Abstract:To solve the problem that the detection rate of pulmonary nodules is low and require large amounts of calculation by traditional method which based on three-dimensional features, a more efficient three-dimensional-dense-network based method for pulmonary nodules’ detection was proposed. The method firstly involved the introduction of a densely connected unit into the 3D U-Net to construct a 3D Dense U-Net (3D Densely connected U-Net) network for lung nodule detection. Since 3D Dense U-Net replaced the original ordinary convolution layer of 3D with a densely connected block, it facilitated the maximization of the information flows between layers; it not only solved the problem of feature redundancy in traditional stacked networks, but also speeded up the network training. Additionally, the new method retained the fundamental linking method of U-Net to reuse the underlying features, which enabled an effective obtainment of the candidate nodules. On this basis, in order to solve the problem of false nodules in the candidate nodules, in order to more effectively acquire the features of the nodules and improve the ability of the network to identify the nodules, a three-dimensional dense classification network (3D DenseNet) was used to eliminate false-positive nodules.

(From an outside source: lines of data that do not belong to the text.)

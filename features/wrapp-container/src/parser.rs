//! Classifies dependency configs and collects the backing modules a set of dependencies needs.

use std::{collections::HashMap, sync::Arc};

use serde_json::{Map, Value as Json};

use crate::registry::{ComponentDefinition, ComponentRegistry};

pub const REF_KEY: &str = "$ref";
pub const IMPORT_KEY: &str = "$import";

/// What a raw argument or property value declares
#[derive(Debug, Clone, PartialEq)]
pub enum Declared<'a> {
    /// Passed on unchanged
    Literal(&'a Json),
    /// `{ "$ref": id }`
    Reference(&'a str),
    /// `{ "$import": id, ...overrides }`
    Import { id: &'a str, overrides: &'a Map<String, Json> },
}

pub fn classify(value: &Json) -> Declared<'_> {
    let Json::Object(map) = value else {
        return Declared::Literal(value);
    };

    if let Some(Json::String(id)) = map.get(REF_KEY) {
        return Declared::Reference(id);
    }
    if let Some(Json::String(id)) = map.get(IMPORT_KEY) {
        return Declared::Import { id, overrides: map };
    }

    Declared::Literal(value)
}

/// An argument or property after anonymous expansion, imports are references by now
#[derive(Debug, Clone, PartialEq)]
pub enum Dependency {
    Literal(Json),
    Reference(String),
}

impl Dependency {
    pub fn reference_id(&self) -> Option<&str> {
        match self {
            Dependency::Reference(id) => Some(id),
            Dependency::Literal(_) => None,
        }
    }
}

/// Ids of all references, in declaration order
pub fn dependency_ids<'a>(dependencies: impl IntoIterator<Item = &'a Dependency>) -> Vec<String> {
    dependencies
        .into_iter()
        .filter_map(Dependency::reference_id)
        .map(str::to_string)
        .collect()
}

/// Backing module name -> components waiting for it, in insertion order
#[derive(Default)]
pub struct ModuleMap {
    index: HashMap<String, usize>,
    entries: Vec<(String, Vec<Arc<ComponentDefinition>>)>,
}

impl ModuleMap {
    /// Records that `definition` waits for `module`.
    ///
    /// A component is only recorded once per module.
    pub fn add(&mut self, module: &str, definition: Arc<ComponentDefinition>) {
        let position = *self.index.entry(module.to_string()).or_insert_with(|| {
            self.entries.push((module.to_string(), Vec::new()));
            self.entries.len() - 1
        });

        let pending = &mut self.entries[position].1;
        if !pending.iter().any(|known| Arc::ptr_eq(known, &definition)) {
            pending.push(definition);
        }
    }

    /// Records the definition if its creator still waits for a module
    pub fn add_unbound(&mut self, definition: &Arc<ComponentDefinition>) {
        if let Some(module) = definition.pending_module() {
            self.add(module, Arc::clone(definition));
        }
    }

    pub fn names(&self) -> Vec<String> {
        self.entries.iter().map(|(name, _)| name.clone()).collect()
    }

    pub fn len(&self) -> usize {
        self.entries.len()
    }

    pub fn is_empty(&self) -> bool {
        self.entries.is_empty()
    }

    pub fn into_entries(self) -> Vec<(String, Vec<Arc<ComponentDefinition>>)> {
        self.entries
    }
}

/// Adds the modules the components behind `dependency_ids` still need to `modules`.
///
/// Ids without a registered component are skipped, resolving them later yields a warning.
pub fn dependent_modules<'m>(
    registry: &ComponentRegistry,
    modules: &'m mut ModuleMap,
    dependency_ids: &[String],
) -> &'m mut ModuleMap {
    for id in dependency_ids {
        if let Some(definition) = registry.get(id) {
            modules.add_unbound(&definition);
        }
    }
    modules
}

#[cfg(test)]
mod tests {
    use serde_json::json;

    use super::*;
    use crate::{
        config::{import_with, reference, ComponentConfig},
        module::Export,
        types::Component,
    };

    struct Noop;
    impl Component for Noop {}

    #[test]
    fn classifies_values() {
        let reference = reference("db");
        let import = import_with("db", json!({ "args": [1] }));
        let literal = json!({ "host": "localhost" });

        assert_eq!(classify(&reference), Declared::Reference("db"));
        assert!(matches!(classify(&import), Declared::Import { id: "db", overrides } if overrides.contains_key("args")));
        assert_eq!(classify(&literal), Declared::Literal(&literal));
        assert_eq!(classify(&json!(42)), Declared::Literal(&json!(42)));
    }

    #[test]
    fn non_string_reference_is_literal() {
        let value = json!({ "$ref": 12 });

        assert_eq!(classify(&value), Declared::Literal(&value));
    }

    #[test]
    fn dependency_ids_keep_order_and_duplicates() {
        let dependencies = [
            Dependency::Reference("b".into()),
            Dependency::Literal(json!(1)),
            Dependency::Reference("a".into()),
            Dependency::Reference("b".into()),
        ];

        assert_eq!(dependency_ids(&dependencies), vec!["b", "a", "b"]);
    }

    #[test]
    fn groups_unbound_components_by_module() {
        let mut registry = ComponentRegistry::default();
        registry.add("a", ComponentConfig::member("shared", "A")).unwrap();
        registry.add("b", ComponentConfig::member("shared", "B")).unwrap();
        registry.add("c", ComponentConfig::member("other", "C")).unwrap();
        registry
            .add("inline", ComponentConfig::class(Export::class(|_| Ok(Noop))))
            .unwrap();

        let mut modules = ModuleMap::default();
        let ids = ["a", "inline", "b", "c", "a", "unknown"].map(String::from);
        dependent_modules(&registry, &mut modules, &ids);

        assert_eq!(modules.names(), vec!["shared", "other"]);
        let entries = modules.into_entries();
        assert_eq!(entries[0].1.len(), 2);
        assert_eq!(entries[1].1.len(), 1);
    }
}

By testing the data collection of Tianchi Medical AI Competition, the total detection sensitivity for lung nodules using the proposed method reached 94.3%; and the sensitivity of nodules less than 10 mm was 91.5%, and the false-positive rate was 5.9%. The experimental results revealed that the proposed method reached greater sensitivity in detecting small nodules, which not only raised the nodules’ detection rate, but also improved the computational efficiency.
王尚丽, 金戈辉, 徐亮, 金炜, 尹曹谦, 符冉迪. 基于三维密集网络的肺结节检测方法[J]. 中国生物医学工程学报, 2020, 39(1): 8-18.
Wang Shangli, Jin Gehui, Xu Liang, Jin Wei, Yin Caoqian, Fu Randi. Method for Detecting Pulmonary Nodules Based on Three-Dimensional Dense Network. Chinese Journal of Biomedical Engineering, 2020, 39(1): 8-18.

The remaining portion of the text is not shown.